Recorrió las islas Real y San José. Los castigos, las miserias, seguían… Tal vez los abusos de los carceleros habrían aumentado; no se notaba. Sin directores, la más horrible de las cárceles funcionaba perfectamente. Esos condenados sólo podían robar un bote y naufragar a la vista de las islas o matarse contra una letrina. Toda rebelión era inútil. Había tenido una idea fija, una humillante locura.
En ese momento lo tomaron de un hombro. Dio media vuelta y se miró en los ojos de un viejo presidiario, un tal Pordelanne. Pordelanne empezó lentamente a levantar el brazo derecho; Nevers retrocedió y pudo ver que el hombre tenía en la mano un objeto verde y colorado. Le mostraba una diminuta casilla de perro.
—Se la vendo —dijo con voz aflautada—. ¿Cuánto me da?
Pordelanne se arremangó un poco los pantalones y se arrodilló cuidadosamente. Depositó en el suelo la casilla, acercó la cara a la puerta y gritó: «¡Constantino!». Inmediatamente saltó un perro de madera.
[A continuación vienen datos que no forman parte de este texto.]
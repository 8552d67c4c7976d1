//! Built-in 5x7 bitmap face used when no system font can be loaded.
//!
//! Each glyph is seven rows of five pixels; bit 4 of a row is the leftmost
//! column. The table covers printable ASCII (`' '..='~'`).

/// Width of a glyph cell in font units, without spacing.
pub const GLYPH_WIDTH: u32 = 5;
/// Height of a glyph cell in font units.
pub const GLYPH_HEIGHT: u32 = 7;
/// Horizontal pen advance per character, including one unit of spacing.
pub const ADVANCE: u32 = GLYPH_WIDTH + 1;
/// Height of the line box, including one unit of leading.
pub const LINE_HEIGHT: u32 = GLYPH_HEIGHT + 1;

const MISSING: [u8; 7] = [0x1F, 0x11, 0x11, 0x11, 0x11, 0x11, 0x1F];

#[rustfmt::skip]
const GLYPHS: [[u8; 7]; 95] = [
    [0x00, 0x00, 0x00, 0x00, 0x00, 0x00, 0x00], // ' '
    [0x04, 0x04, 0x04, 0x04, 0x04, 0x00, 0x04], // !
    [0x0A, 0x0A, 0x0A, 0x00, 0x00, 0x00, 0x00], // "
    [0x0A, 0x0A, 0x1F, 0x0A, 0x1F, 0x0A, 0x0A], // #
    [0x04, 0x0F, 0x14, 0x0E, 0x05, 0x1E, 0x04], // $
    [0x18, 0x19, 0x02, 0x04, 0x08, 0x13, 0x03], // %
    [0x0C, 0x12, 0x14, 0x08, 0x15, 0x12, 0x0D], // &
    [0x0C, 0x04, 0x08, 0x00, 0x00, 0x00, 0x00], // '
    [0x02, 0x04, 0x08, 0x08, 0x08, 0x04, 0x02], // (
    [0x08, 0x04, 0x02, 0x02, 0x02, 0x04, 0x08], // )
    [0x00, 0x04, 0x15, 0x0E, 0x15, 0x04, 0x00], // *
    [0x00, 0x04, 0x04, 0x1F, 0x04, 0x04, 0x00], // +
    [0x00, 0x00, 0x00, 0x00, 0x0C, 0x04, 0x08], // ,
    [0x00, 0x00, 0x00, 0x1F, 0x00, 0x00, 0x00], // -
    [0x00, 0x00, 0x00, 0x00, 0x00, 0x0C, 0x0C], // .
    [0x00, 0x01, 0x02, 0x04, 0x08, 0x10, 0x00], // /
    [0x0E, 0x11, 0x13, 0x15, 0x19, 0x11, 0x0E], // 0
    [0x04, 0x0C, 0x04, 0x04, 0x04, 0x04, 0x0E], // 1
    [0x0E, 0x11, 0x01, 0x02, 0x04, 0x08, 0x1F], // 2
    [0x1F, 0x02, 0x04, 0x02, 0x01, 0x11, 0x0E], // 3
    [0x02, 0x06, 0x0A, 0x12, 0x1F, 0x02, 0x02], // 4
    [0x1F, 0x10, 0x1E, 0x01, 0x01, 0x11, 0x0E], // 5
    [0x06, 0x08, 0x10, 0x1E, 0x11, 0x11, 0x0E], // 6
    [0x1F, 0x01, 0x02, 0x04, 0x08, 0x08, 0x08], // 7
    [0x0E, 0x11, 0x11, 0x0E, 0x11, 0x11, 0x0E], // 8
    [0x0E, 0x11, 0x11, 0x0F, 0x01, 0x02, 0x0C], // 9
    [0x00, 0x0C, 0x0C, 0x00, 0x0C, 0x0C, 0x00], // :
    [0x00, 0x0C, 0x0C, 0x00, 0x0C, 0x04, 0x08], // ;
    [0x02, 0x04, 0x08, 0x10, 0x08, 0x04, 0x02], // <
    [0x00, 0x00, 0x1F, 0x00, 0x1F, 0x00, 0x00], // =
    [0x08, 0x04, 0x02, 0x01, 0x02, 0x04, 0x08], // >
    [0x0E, 0x11, 0x01, 0x02, 0x04, 0x00, 0x04], // ?
    [0x0E, 0x11, 0x01, 0x0D, 0x15, 0x15, 0x0E], // @
    [0x0E, 0x11, 0x11, 0x11, 0x1F, 0x11, 0x11], // A
    [0x1E, 0x11, 0x11, 0x1E, 0x11, 0x11, 0x1E], // B
    [0x0E, 0x11, 0x10, 0x10, 0x10, 0x11, 0x0E], // C
    [0x1C, 0x12, 0x11, 0x11, 0x11, 0x12, 0x1C], // D
    [0x1F, 0x10, 0x10, 0x1E, 0x10, 0x10, 0x1F], // E
    [0x1F, 0x10, 0x10, 0x1E, 0x10, 0x10, 0x10], // F
    [0x0E, 0x11, 0x10, 0x17, 0x11, 0x11, 0x0F], // G
    [0x11, 0x11, 0x11, 0x1F, 0x11, 0x11, 0x11], // H
    [0x0E, 0x04, 0x04, 0x04, 0x04, 0x04, 0x0E], // I
    [0x07, 0x02, 0x02, 0x02, 0x02, 0x12, 0x0C], // J
    [0x11, 0x12, 0x14, 0x18, 0x14, 0x12, 0x11], // K
    [0x10, 0x10, 0x10, 0x10, 0x10, 0x10, 0x1F], // L
    [0x11, 0x1B, 0x15, 0x15, 0x11, 0x11, 0x11], // M
    [0x11, 0x11, 0x19, 0x15, 0x13, 0x11, 0x11], // N
    [0x0E, 0x11, 0x11, 0x11, 0x11, 0x11, 0x0E], // O
    [0x1E, 0x11, 0x11, 0x1E, 0x10, 0x10, 0x10], // P
    [0x0E, 0x11, 0x11, 0x11, 0x15, 0x12, 0x0D], // Q
    [0x1E, 0x11, 0x11, 0x1E, 0x14, 0x12, 0x11], // R
    [0x0F, 0x10, 0x10, 0x0E, 0x01, 0x01, 0x1E], // S
    [0x1F, 0x04, 0x04, 0x04, 0x04, 0x04, 0x04], // T
    [0x11, 0x11, 0x11, 0x11, 0x11, 0x11, 0x0E], // U
    [0x11, 0x11, 0x11, 0x11, 0x11, 0x0A, 0x04], // V
    [0x11, 0x11, 0x11, 0x15, 0x15, 0x15, 0x0A], // W
    [0x11, 0x11, 0x0A, 0x04, 0x0A, 0x11, 0x11], // X
    [0x11, 0x11, 0x11, 0x0A, 0x04, 0x04, 0x04], // Y
    [0x1F, 0x01, 0x02, 0x04, 0x08, 0x10, 0x1F], // Z
    [0x0E, 0x08, 0x08, 0x08, 0x08, 0x08, 0x0E], // [
    [0x00, 0x10, 0x08, 0x04, 0x02, 0x01, 0x00], // \
    [0x0E, 0x02, 0x02, 0x02, 0x02, 0x02, 0x0E], // ]
    [0x04, 0x0A, 0x11, 0x00, 0x00, 0x00, 0x00], // ^
    [0x00, 0x00, 0x00, 0x00, 0x00, 0x00, 0x1F], // _
    [0x08, 0x04, 0x02, 0x00, 0x00, 0x00, 0x00], // `
    [0x00, 0x00, 0x0E, 0x01, 0x0F, 0x11, 0x0F], // a
    [0x10, 0x10, 0x16, 0x19, 0x11, 0x11, 0x1E], // b
    [0x00, 0x00, 0x0E, 0x10, 0x10, 0x11, 0x0E], // c
    [0x01, 0x01, 0x0D, 0x13, 0x11, 0x11, 0x0F], // d
    [0x00, 0x00, 0x0E, 0x11, 0x1F, 0x10, 0x0E], // e
    [0x06, 0x09, 0x08, 0x1C, 0x08, 0x08, 0x08], // f
    [0x00, 0x0F, 0x11, 0x11, 0x0F, 0x01, 0x0E], // g
    [0x10, 0x10, 0x16, 0x19, 0x11, 0x11, 0x11], // h
    [0x04, 0x00, 0x0C, 0x04, 0x04, 0x04, 0x0E], // i
    [0x02, 0x00, 0x06, 0x02, 0x02, 0x12, 0x0C], // j
    [0x10, 0x10, 0x12, 0x14, 0x18, 0x14, 0x12], // k
    [0x0C, 0x04, 0x04, 0x04, 0x04, 0x04, 0x0E], // l
    [0x00, 0x00, 0x1A, 0x15, 0x15, 0x11, 0x11], // m
    [0x00, 0x00, 0x16, 0x19, 0x11, 0x11, 0x11], // n
    [0x00, 0x00, 0x0E, 0x11, 0x11, 0x11, 0x0E], // o
    [0x00, 0x00, 0x1E, 0x11, 0x1E, 0x10, 0x10], // p
    [0x00, 0x00, 0x0D, 0x13, 0x0F, 0x01, 0x01], // q
    [0x00, 0x00, 0x16, 0x19, 0x10, 0x10, 0x10], // r
    [0x00, 0x00, 0x0E, 0x10, 0x0E, 0x01, 0x1E], // s
    [0x08, 0x08, 0x1C, 0x08, 0x08, 0x09, 0x06], // t
    [0x00, 0x00, 0x11, 0x11, 0x11, 0x13, 0x0D], // u
    [0x00, 0x00, 0x11, 0x11, 0x11, 0x0A, 0x04], // v
    [0x00, 0x00, 0x11, 0x11, 0x15, 0x15, 0x0A], // w
    [0x00, 0x00, 0x11, 0x0A, 0x04, 0x0A, 0x11], // x
    [0x00, 0x00, 0x11, 0x11, 0x0F, 0x01, 0x0E], // y
    [0x00, 0x00, 0x1F, 0x02, 0x04, 0x08, 0x1F], // z
    [0x02, 0x04, 0x04, 0x08, 0x04, 0x04, 0x02], // {
    [0x04, 0x04, 0x04, 0x04, 0x04, 0x04, 0x04], // |
    [0x08, 0x04, 0x04, 0x02, 0x04, 0x04, 0x08], // }
    [0x00, 0x00, 0x08, 0x15, 0x02, 0x00, 0x00], // ~
];

/// Row bitmap for a character; unsupported characters map to a hollow box.
pub fn glyph(ch: char) -> &'static [u8; 7] {
    match ch {
        ' '..='~' => &GLYPHS[ch as usize - ' ' as usize],
        _ => &MISSING,
    }
}

/// Whether the pixel at (`col`, `row`) of a glyph is lit.
pub fn is_lit(rows: &[u8; 7], col: u32, row: u32) -> bool {
    col < GLYPH_WIDTH && row < GLYPH_HEIGHT && rows[row as usize] & (0x10 >> col) != 0
}

/// Tight (inclusive) column and row extents of the lit pixels of a glyph.
pub fn ink_extent(rows: &[u8; 7]) -> Option<(u32, u32, u32, u32)> {
    let mut extent: Option<(u32, u32, u32, u32)> = None;

    for row in 0..GLYPH_HEIGHT {
        for col in 0..GLYPH_WIDTH {
            if !is_lit(rows, col, row) {
                continue;
            }
            extent = Some(match extent {
                None => (col, row, col, row),
                Some((c0, r0, c1, r1)) => (c0.min(col), r0.min(row), c1.max(col), r1.max(row)),
            });
        }
    }

    extent
}

#[cfg(test)]
mod tests {
    use super::*;

    #[test]
    fn test_space_has_no_ink() {
        assert!(ink_extent(glyph(' ')).is_none());
    }

    #[test]
    fn test_t_extent() {
        // Full-width crossbar, one-pixel stem in the middle column
        assert_eq!(ink_extent(glyph('T')), Some((0, 0, 4, 6)));
        assert!(is_lit(glyph('T'), 2, 6));
        assert!(!is_lit(glyph('T'), 0, 6));
    }

    #[test]
    fn test_unsupported_character_is_boxed() {
        assert_eq!(glyph('✓'), &MISSING);
        assert_eq!(ink_extent(glyph('✓')), Some((0, 0, 4, 6)));
    }
}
De nuevo lo puso adentro, golpeó las manos y el perro volvió a salir.
—¿Usted lo hizo? —preguntó Nevers.
—Sí. El perro sale por la acción del sonido. Cuando las pilas se gasten, las cambia. ¿Cuánto me da?
—Cinco francos.
Le dio quince y continuó el recorrido, incómodo, sintiendo que ese juguete provocaría su descrédito.
Advirtió algunos cambios en la lista de los presos del galpón colorado. Deloge y Favre habían sido trasladados a la isla del Diablo; Roday y Zurlinder, de la isla del Diablo, los reemplazaban. Nevers recordó la nerviosidad que tuvo Dreyfus cuando hablaron de los presidiarios; se preguntó si Castel habría esperado que él fuera a Cayena para ordenar el cambio; no se indignó; pensó que tal vez el gobernador no había sido injusto; en la isla del Diablo los presidiarios recibían mejor trato; era posible que entre los setecientos cincuenta presidiarios que había en las islas Real y San José alguno lo mereciera, y que tres de los cuatro presos políticos que había en la isla del Diablo fueran canallas irremediables. En principio, sin embargo, se oponía a mezclar los presos comunes con los políticos.
Volvió a la gobernación; fue al archivo. Libros, repisas, telarañas: todo estaba intacto. Fue al depósito de armas: no faltaba nada. En el fondo, como siempre, estaban las ametralladoras Schneider; a la derecha, en el suelo, las cajas de municiones, bien cerradas, llenas (trató de levantarlas) a la izquierda, el barril de aceite de máquina de coser, que usaban para las armas; también a la izquierda, en los estantes, los fusiles. Sin embargo, la cortina amarilla que se corría sobre los estantes de los fusiles estaba abierta, y en su recuerdo estaba cerrada. Emprendió una nueva inspección. Llegó al mismo resultado: con excepción de la cortina, todo estaba en orden. Tal vez, pensó, tal vez algún pobre diablo descubrió las llaves y después de registrar el depósito prefirió imaginar que no se había preparado, que la hora no era buena y que le faltaba un cómplice; que le convenía dejar las llaves y volver a la noche (cuando tuviera un plan, y, sobre todo, un bote con provisiones). Nevers confiesa que al cerrar la puerta y guardar las llaves lamentó frustrar los planes de ese desconocido.
Entró en su cuarto, dejó el juguete sobre la cómoda, cerró las persianas y se recostó. Dreyfus lo había impresionado: tal vez Castel no fuera un canalla. Un buen director no se olvida tan perfectamente de la cárcel, no admite que pueda funcionar sola. Todo buen gobernante cree en la necesidad de ordenar, de molestar… Tal vez Castel fuera un hombre excelente.
Que los síntomas del Cura no correspondiesen a los del cólera, nada probaba en contra del gobernador; quizá el Cura tuviera una enfermedad parecida al cólera, y el gobernador hubiera dicho cólera para simplificar, para que Dreyfus entendiera; o quizá Dreyfus había entendido mal, o se había explicado mal.
Sus temores eran ridículos. Le molestaba ser, a ratos, un maniático, un loco. Pero también sentía alivio: tenía que esperar hasta la llegada de Xavier, pero tenía que esperar un mundo normal, con una mente normal. Entonces recordó la prohibición de ir a la isla del Diablo. Con todo, pensó, hay algún misterio.